Assignment: For each line in the data below that holds "collect", return a copy.
*** Opening Provided records ***
//! The top-level coordinator: buffer set, window tree, status line, overlay
//! slot, macro recorder, and event handling.
//!
//! Every external event is processed to completion — including action-group
//! finalization and cross-view adjustment — before the next one begins; the
//! binary draws once per drained burst.

use crate::command::translate_view_key;
use crate::editops::{self, exec, line_region};
use crate::overlays::{
    AutocompleteCycleMode, ExtendedMode, IsearchMode, KeyPressMode, LineEditMode, LineEditParams,
    Overlay,
};
use crate::providers::{BufferNameAc, FilesystemAc, LocalAc};
use core_config::Config;
use core_events::{Event, KeyEvent};
use core_model::{NodeId, ViewTree};
use core_render::{Attrs, Cell, CellGrid, Color, Rect, View};
use core_state::{ActionKind, Buffer, EditorContext, LastCommand, SharedBuffer, SharedContext};
use std::path::{Path, PathBuf};
use std::rc::Rc;
use tracing::{debug, info};

/// Comment leaders recognized by fill-region, longest first.
const FILL_PREFIXES: &[&[u8]] = &[
    b";;;;", // Lisp
    b";;;",  // Lisp
    b"REM",  // cmd.exe, COMMAND.COM, Basic
    b"//",   // C, C++, Go, Java, JavaScript, ...
    b";;",   // Lisp
    b"--",   // Haskell, Lua, Ada, SQL, ...
    b"::",   // cmd.exe, COMMAND.COM, Basic
    b"#",    // Perl, Python, Ruby, shells, ...
    b";",    // Lisp
    b":",    // cmd.exe, COMMAND.COM, Basic
];

pub struct Editor {
    pub ctx: SharedContext,
    pub tree: ViewTree,
    /// Always a leaf node.
    pub active: NodeId,
    pub uibuf: CellGrid,
    pub overlay: Option<Overlay>,
    pub quit: bool,
    pub recording: bool,
    pub keymacros: Vec<KeyEvent>,
    pub isearch_last_word: Vec<u8>,
    pub s_and_r_last_word: Vec<u8>,
    pub s_and_r_last_repl: Vec<u8>,
    pub config: Config,
    /// Set by `C-z`; the binary owns the terminal and performs the stop.
    pub suspend_requested: bool,
}

fn abs_path(p: &Path) -> PathBuf {
    if p.is_absolute() {
        return p.to_path_buf();
    }
    match std::env::current_dir() {
        Ok(cwd) => cwd.join(p),
        Err(_) => p.to_path_buf(),
    }
}

/// Match `pat` against `name` with `*` and `?` wildcards.
fn wildcard_match(pat: &str, name: &str) -> bool {
    let p: Vec<char> = pat.chars().collect();
    let n: Vec<char> = name.chars().collect();
    fn rec(p: &[char], n: &[char]) -> bool {
        match (p.first(), n.first()) {
            (None, None) => true,
            (Some('*'), _) => rec(&p[1..], n) || (!n.is_empty() && rec(p, &n[1..])),
            (Some('?'), Some(_)) => rec(&p[1..], &n[1..]),
            (Some(a), Some(b)) if a == b => rec(&p[1..], &n[1..]),
            _ => false,
        }
    }
    rec(&p, &n)
}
*** Closing Provided records ***
Solution below:
    let p: Vec<char> = pat.chars().collect();
    let n: Vec<char> = name.chars().collect();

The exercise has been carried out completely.